Dogs Are Trying To Take Over The World

Really, dogs ARE trying to take over the world! Just go to any dog-type forum and you will see this.  I belong to a couple Berner forums - most of them I have quit because I got too annoyed so I left before I said something that would get me kicked off.  It seems like on a nearly daily basis someone is asking for advice because their dog is trying to be the "alpha".

 I actually just finished writing a response to someone with a four month old puppy who is biting and jumping because she is trying to be the "alpha". They even tried poking her like Cesar does but it didn't help, so she must really be trying to assert her dominance!  Oh brother!!  How about an overstimulated puppy that needs to learn self-control, manners and what is and isn't appropriate. Puppies bite and jump and have tantrums, that is part of being a puppy and it is our job to teach them what it is we want them to do. I was very nice in my response to the guy who wrote the post - you can catch more flies with honey, right?  Well, actually you can probably catch more flies with a big pile of dog crap, but, I would prefer not getting kicked off one of the only Berner forums that I can still tolerate.  You can be sure I didn't recommend rolling the puppy, or poking her or pinning her to the ground so she learns "her place in the pack".

There is so much good information out there about dog behaviour and training, I don't know why people are stuck on the outdated notion of the dominance theory. Especially when you have a Berner who tend to be gentle, willing to please and sometimes a bit sensitive. I don't know why this stuff bothers me so much. I guess because I couldn't imagine how terrified a little, impressionable puppy would feel if they were suddenly pinned to the ground by the person that was their world. It makes me sad.

Friday, February 7, 2014


Many people really struggle deciding when is the right time to retire their dog from agility (or any other demanding dog sport). It can be a tough decision especially in a sport that you and your dog really love.  Some people are forced into the decision if their dog becomes injured. Other people avoid the decision altogether and continue to compete with their dog long after their dog really should be, often covering up their dog's discomfort with meds so that he can make it through a training session or a weekend of competing. Everyone has their own reasons for doing what they do and I really do think most people make the decision that is best for their dog, not just for them.
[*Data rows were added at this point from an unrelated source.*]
// TUI application state
//
// App ties the search session to the panels: it turns keystrokes into query
// edits and scroll signals, folds background events into the session, and
// holds everything the renderer needs. Generic over the search backend so
// tests can drive it without a network.

use super::actions;
use super::components::{LogsPanel, ResultsPanel, Toast};
use super::input::InputHandler;
use super::scroll::FocusablePanel;
use super::theme::Theme;
use super::traits::{ComponentId, Handled, Interactive, RenderContext};
use crate::config::Config;
use crate::logging::LogBuffer;
use crate::search::state::FetchKind;
use crate::search::{RepoSearch, ResultItem, SearchClient, SearchSession, SessionEvent};
use crossterm::event::{KeyCode, KeyEvent};
use std::time::Instant;

/// Main application state for the TUI
pub struct App<S: RepoSearch = SearchClient> {
    /// Query, results, and request lifecycle
    pub session: SearchSession<S>,

    pub results_panel: ResultsPanel,
    pub logs_panel: LogsPanel,

    /// Shared with the tracing layer
    pub log_buffer: LogBuffer,

    pub theme: Theme,

    /// Which panel receives navigation keys
    pub focused: FocusablePanel,

    /// Whether the logs panel is on screen
    pub show_logs: bool,

    pub toast: Option<Toast>,

    pub should_quit: bool,

    /// When the app started (for uptime display)
    pub start_time: Instant,

    /// Host of the search endpoint, for the title bar
    pub endpoint_host: String,

    /// Advances on every tick; drives spinners
    animation_frame: usize,

    /// Press/repeat filtering for action and navigation keys
    input_handler: InputHandler,
}

impl<S: RepoSearch> App<S> {
    pub fn new(session: SearchSession<S>, config: &Config, log_buffer: LogBuffer) -> Self {
        let endpoint_host = reqwest::Url::parse(&config.search.api_url)
            .ok()
            .and_then(|url| url.host_str().map(str::to_string))
            .unwrap_or_else(|| config.search.api_url.clone());

        Self {
            session,
            results_panel: ResultsPanel::new(),
            logs_panel: LogsPanel::new(),
            log_buffer,
            theme: Theme::by_name(&config.theme),
            focused: FocusablePanel::default(),
            show_logs: config.show_logs,
            toast: None,
            should_quit: false,
            start_time: Instant::now(),
            endpoint_host,
            animation_frame: 0,
            input_handler: InputHandler::default(),
        }
    }

    // ─────────────────────────────────────────────────────────────
    // Rendering support
    // ─────────────────────────────────────────────────────────────

    pub fn tick_animation(&mut self) {
        self.animation_frame = self.animation_frame.wrapping_add(1);
    }

    pub fn render_context(&self) -> RenderContext<'_> {
        let focus = match self.focused {
            FocusablePanel::Results => ComponentId::Results,
            FocusablePanel::Logs => ComponentId::Logs,
        };
        RenderContext::new(&self.theme, focus, self.animation_frame)
    }

    pub fn is_focused(&self, panel: FocusablePanel) -> bool {
        self.focused == panel
    }

    /// Get uptime as a formatted string
    pub fn uptime(&self) -> String {
        let seconds = self.start_time.elapsed().as_secs();
        format!(
            "{:02}:{:02}:{:02}",
            seconds / 3600,
            (seconds % 3600) / 60,
            seconds % 60
        )
    }

    pub fn show_toast(&mut self, message: impl Into<String>) {
        self.toast = Some(Toast::new(message));
    }

    pub fn clear_expired_toast(&mut self) {
        if self.toast.as_ref().is_some_and(Toast::is_expired) {
            self.toast = None;
        }
    }

    // ─────────────────────────────────────────────────────────────
    // Key filtering
    // ─────────────────────────────────────────────────────────────

    /// Returns true if the action bound to `key` should fire
    pub fn handle_key_press(&mut self, key: KeyCode) -> bool {
        self.input_handler.handle_key_press(key)
    }

    pub fn handle_key_release(&mut self, key: KeyCode) {
        self.input_handler.handle_key_release(key);
    }

    // ─────────────────────────────────────────────────────────────
    // Query editing
    // ─────────────────────────────────────────────────────────────

    pub fn push_char(&mut self, c: char) {
        let mut query = self.session.query().to_string();
        query.push(c);
        self.set_query(query);
    }

    pub fn pop_char(&mut self) {
        let mut query = self.session.query().to_string();
        if query.pop().is_some() {
            self.set_query(query);
        }
    }

    pub fn clear_query(&mut self) {
        if !self.session.query().is_empty() {
            self.set_query(String::new());
        }
    }

    pub fn set_query(&mut self, query: String) {
        let emptied = query.is_empty();
        self.session.set_query(query);
        if emptied {
            self.results_panel.reset();
        }
    }

    // ─────────────────────────────────────────────────────────────
    // Session plumbing
    // ─────────────────────────────────────────────────────────────

    /// Fold a background event into the session
    pub fn handle_session_event(&mut self, event: SessionEvent) {
        let replaces_list =
            matches!(&event, SessionEvent::Completed(done) if done.kind == FetchKind::NewQuery);

        self.session.handle_event(event);

        if replaces_list {
            self.results_panel.reset();
        }
    }

    /// Report the results list position to the session
    pub fn emit_scroll_signal(&mut self) {
        if self.session.on_scroll(self.results_panel.metrics()) {
            tracing::trace!("Scroll reached bottom at {:?}", self.results_panel.metrics());
        }
    }

    /// Route a navigation key to the focused panel
    ///
    /// The results list emits a scroll signal when its view actually moved,
    /// or when a downward key hit a view that was already at its end (a list
    /// shorter than the viewport included).
    pub fn dispatch_to_focused(&mut self, key: KeyEvent) -> Handled {
        match self.focused {
            FocusablePanel::Results => {
                let offset_before = self.results_panel.metrics().offset;
                let was_at_end = self.results_panel.view_at_end();

                let handled = self.results_panel.handle_key(key);
                if handled.was_handled() {
                    let moved = self.results_panel.metrics().offset != offset_before;
                    let pushed_past_end = was_at_end
                        && matches!(key.code, KeyCode::Down | KeyCode::PageDown | KeyCode::End);
                    if moved || pushed_past_end {
                        self.emit_scroll_signal();
                    }
                }
                handled
            }
            FocusablePanel::Logs => self.logs_panel.handle_key(key),
        }
    }

    pub fn focus_hint(&self) -> Option<&'static str> {
        match self.focused {
            FocusablePanel::Results => self.results_panel.focus_hint(),
            FocusablePanel::Logs => self.logs_panel.focus_hint(),
        }
    }

    // ─────────────────────────────────────────────────────────────
    // Panels and actions
    // ─────────────────────────────────────────────────────────────

    pub fn focus_next(&mut self) {
        self.focused = self.focused.next(self.show_logs);
    }

    pub fn toggle_logs(&mut self) {
        self.show_logs = !self.show_logs;
        if !self.show_logs && self.focused == FocusablePanel::Logs {
            self.focused = FocusablePanel::Results;
        }
    }

    /// The highlighted repository, if any
    pub fn selected_item(&self) -> Option<&ResultItem> {
        self.results_panel
            .selected
            .and_then(|idx| self.session.state().results().get(idx))
    }

    pub fn open_selected(&mut self) {
        let Some(url) = self.selected_item().map(|item| item.html_url.clone()) else {
            return;
        };

        match actions::open_in_browser(&url) {
            Ok(()) => {
                tracing::info!("Opened {}", url);
                self.show_toast("↗ Opened in browser");
            }
            Err(e) => {
                tracing::warn!("{:#}", e);
                self.show_toast("✗ Failed to open browser");
            }
        }
    }

    pub fn copy_selected_url(&mut self) {
        let Some(url) = self.selected_item().map(|item| item.html_url.clone()) else {
            return;
        };

        match actions::copy_to_clipboard(&url) {
            Ok(()) => self.show_toast("✓ Copied URL to clipboard"),
            Err(e) => {
                tracing::warn!("{:#}", e);
                self.show_toast("✗ Failed to copy");
            }
        }
    }
}
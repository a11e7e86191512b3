// CLI module - command-line argument parsing and handlers
//
// - (no subcommand): interactive TUI, optionally pre-filled with --query
// - search: one-shot headless search, prints a table or JSON
// - config: show / locate / reset the config file

use crate::config::{Config, VERSION};
use crate::search::{RepoSearch, ResultItem, SearchClient, SearchOutcome};
use anyhow::{bail, Context, Result};
use clap::{Parser, Subcommand};
use std::io::Write;

/// reposeek - search GitHub repositories as you type
#[derive(Parser)]
#[command(name = "reposeek")]
#[command(version = VERSION)]
#[command(about = "Search-as-you-type repository browser", long_about = None)]
pub struct Cli {
    /// Pre-fill the search box (still debounced like typed text)
    #[arg(short, long)]
    pub query: Option<String>,

    #[command(subcommand)]
    pub command: Option<Commands>,
}

#[derive(Subcommand)]
pub enum Commands {
    /// Run one search and print the results
    Search {
        /// Search query
        query: String,

        /// Page to fetch (1-based, 10 results per page)
        #[arg(short, long, default_value_t = 1, value_parser = clap::value_parser!(u32).range(1..))]
        page: u32,

        /// Print the items as JSON instead of a table
        #[arg(long)]
        json: bool,
    },

    /// Manage configuration
    Config {
        /// Show effective configuration
        #[arg(long)]
        show: bool,

        /// Show config file path
        #[arg(long)]
        path: bool,

        /// Reset config file to defaults
        #[arg(long)]
        reset: bool,
    },
}

// ─────────────────────────────────────────────────────────────────────────────
// search
// ─────────────────────────────────────────────────────────────────────────────

/// Run a headless search. Returns Ok(false) when the API reported a failure
/// or answered with something unrecognizable.
pub async fn handle_search(config: &Config, query: &str, page: u32, json: bool) -> Result<bool> {
    check_query(query)?;

    let client = SearchClient::new(&config.search.api_url)?;
    let outcome = client.search(query, page).await;

    let mut stdout = std::io::stdout().lock();
    match outcome {
        SearchOutcome::Items(items) => {
            if json {
                let body =
                    serde_json::to_string_pretty(&items).context("Failed to serialize results")?;
                writeln!(stdout, "{}", body)?;
            } else {
                write_table(&mut stdout, &items)?;
            }
            Ok(true)
        }
        SearchOutcome::Failed(message) => {
            eprintln!("Error: {}", message);
            Ok(false)
        }
        SearchOutcome::Unrecognized => {
            eprintln!("Error: unrecognized response from {}", config.search.api_url);
            Ok(false)
        }
    }
}

/// An empty query means "no search"; anything else, whitespace included, is sent
fn check_query(query: &str) -> Result<()> {
    if query.is_empty() {
        bail!("Search query must not be empty");
    }
    Ok(())
}

/// One line per repository: name, stars, forks, URL
fn write_table(out: &mut impl Write, items: &[ResultItem]) -> Result<()> {
    if items.is_empty() {
        writeln!(out, "No repositories found")?;
        return Ok(());
    }

    let name_width = items
        .iter()
        .map(|item| item.full_name.chars().count())
        .max()
        .unwrap_or(0)
        .min(50);

    for item in items {
        writeln!(
            out,
            "{:<width$}  ★ {:>7}  ⑂ {:>6}  {}",
            item.full_name,
            item.watchers,
            item.forks,
            item.html_url,
            width = name_width
        )?;
    }
    Ok(())
}

// ─────────────────────────────────────────────────────────────────────────────
// config
// ─────────────────────────────────────────────────────────────────────────────

pub fn handle_config(show: bool, path: bool, reset: bool) -> Result<()> {
    if path {
        handle_config_path()
    } else if show {
        handle_config_show()
    } else if reset {
        handle_config_reset()
    } else {
        println!("Usage: reposeek config [--show|--path|--reset]");
        println!();
        println!("Options:");
        println!("  --show    Display effective configuration");
        println!("  --path    Show config file path");
        println!("  --reset   Reset config file to defaults");
        Ok(())
    }
}

fn handle_config_path() -> Result<()> {
    let Some(path) = Config::config_path() else {
        bail!("Could not determine config path");
    };
    println!("{}", path.display());
    Ok(())
}

fn handle_config_show() -> Result<()> {
    let config = Config::load()?;

    println!("# Effective configuration (env > file > defaults)");
    println!();
    print!("{}", config.to_toml());

    println!();
    if let Some(path) = Config::config_path() {
        if path.exists() {
            println!("# Source: {}", path.display());
        } else {
            println!("# Source: defaults (no config file)");
        }
    }
    Ok(())
}

fn handle_config_reset() -> Result<()> {
    let Some(path) = Config::config_path() else {
        bail!("Could not determine config path");
    };

    if path.exists() {
        eprint!(
            "Config file exists at {}. Overwrite? [y/N] ",
            path.display()
        );
        std::io::stderr().flush()?;

        let mut input = String::new();
        std::io::stdin()
            .read_line(&mut input)
            .context("Failed to read confirmation")?;

        if !input.trim().eq_ignore_ascii_case("y") {
            println!("Aborted.");
            return Ok(());
        }
    }

    if let Some(parent) = path.parent() {
        std::fs::create_dir_all(parent)
            .with_context(|| format!("Failed to create {}", parent.display()))?;
    }

    std::fs::write(&path, Config::default().to_toml())
        .with_context(|| format!("Failed to write {}", path.display()))?;

    println!("Config reset to defaults: {}", path.display());
    Ok(())
}

#[cfg(test)]
mod tests {
    use super::*;

    fn item(name: &str, watchers: u64) -> ResultItem {
        ResultItem {
            id: watchers,
            full_name: name.to_string(),
            html_url: format!("https://github.com/{}", name),
            watchers,
            forks: 3,
        }
    }

    #[test]
    fn table_aligns_names() {
        let mut out = Vec::new();
        write_table(&mut out, &[item("a/b", 12), item("facebook/react", 5)]).unwrap();
        let text = String::from_utf8(out).unwrap();
        let lines: Vec<&str> = text.lines().collect();

        assert_eq!(lines.len(), 2);
        assert!(lines[0].starts_with("a/b             ★      12"));
        assert!(lines[1].ends_with("https://github.com/facebook/react"));
    }

    #[test]
    fn empty_table_says_so() {
        let mut out = Vec::new();
        write_table(&mut out, &[]).unwrap();
        assert_eq!(String::from_utf8(out).unwrap(), "No repositories found\n");
    }

    #[test]
    fn only_the_empty_query_is_rejected() {
        assert!(check_query("").is_err());
        assert!(check_query(" ").is_ok());
        assert!(check_query("react").is_ok());
    }

    #[test]
    fn parses_subcommands() {
        let cli = Cli::try_parse_from(["reposeek", "search", "react", "--page", "2", "--json"])
            .unwrap();
        match cli.command {
            Some(Commands::Search { query, page, json }) => {
                assert_eq!(query, "react");
                assert_eq!(page, 2);
                assert!(json);
            }
            _ => panic!("expected search subcommand"),
        }

        let cli = Cli::try_parse_from(["reposeek", "--query", "vue"]).unwrap();
        assert_eq!(cli.query.as_deref(), Some("vue"));
        assert!(cli.command.is_none());

        assert!(Cli::try_parse_from(["reposeek", "search", "react", "--page", "0"]).is_err());
    }
}
//! Toast notification component
//!
//! A short message drawn over the bottom-right corner that disappears on
//! its own. Used for clipboard and browser feedback.

use crate::tui::theme::Theme;
use ratatui::{
    layout::{Alignment, Rect},
    style::Style,
    widgets::{Block, Borders, Clear, Paragraph},
    Frame,
};
use std::time::{Duration, Instant};
use unicode_width::UnicodeWidthStr;

const TOAST_DURATION: Duration = Duration::from_secs(2);

/// A toast notification that auto-dismisses
pub struct Toast {
    pub message: String,
    created_at: Instant,
    duration: Duration,
}

impl Toast {
    pub fn new(message: impl Into<String>) -> Self {
        Self {
            message: message.into(),
            created_at: Instant::now(),
            duration: TOAST_DURATION,
        }
    }

    /// Check if the toast has expired and should be removed
    pub fn is_expired(&self) -> bool {
        self.created_at.elapsed() >= self.duration
    }

    /// Render in the bottom-right corner, above the status bar
    pub fn render(&self, f: &mut Frame, area: Rect, theme: &Theme) {
        // 2 columns of padding plus the borders
        let width = (self.message.width() as u16 + 4).min(area.width.saturating_sub(4));
        let height = 3;

        let x = area.right().saturating_sub(width + 2);
        let y = area.bottom().saturating_sub(height + 2);
        let toast_area = Rect::new(x, y, width, height).intersection(area);

        let block = Block::default()
            .borders(Borders::ALL)
            .border_type(theme.border_type)
            .border_style(Style::default().fg(theme.highlight))
            .style(Style::default().bg(theme.background));

        let text = Paragraph::new(self.message.as_str())
            .alignment(Alignment::Center)
            .style(Style::default().fg(theme.foreground))
            .block(block);

        f.render_widget(Clear, toast_area);
        f.render_widget(text, toast_area);
    }
}

#[cfg(test)]
mod tests {
    use super::*;

    #[test]
    fn fresh_toast_is_not_expired() {
        assert!(!Toast::new("✓ Copied").is_expired());

        let stale = Toast {
            message: "old".to_string(),
            created_at: Instant::now(),
            duration: Duration::ZERO,
        };
        assert!(stale.is_expired());
    }
}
I decided to retire Bosley from agility last year. It was an easy decision.  He had accomplished more in agility then I ever imagined, being that he is a large, not-so-driven dog.  Although Bosley still liked training, his weakening pasterns had me concerned. Being a dog that weighs nearly 100 pounds, the strain of agility was taking its toll.  He never had any major injury, which is most likely due to his conditioning and that he is a well built, balanced dog. But, his pasterns had given him some trouble in the past and I decided to retire him rather than risk them getting worse or causing a more serious problem somewhere else on his body.

Bosley has not done any agility (except for a few jumps and tunnels in our yard) since early last summer. Since then, I have noticed that his pasterns are looking better and it no longer looks like he is walking with his pasterns on the ground. They are not the same as they were when he was young but they have improved a lot since he has not been jumping and straining them so much.

I am sure Bosley doesn't care that he is not doing agility anymore. He still has other things he is training in and as long as he gets his turn doing something, he is happy and content.  At the end of the day, that is all that really matters.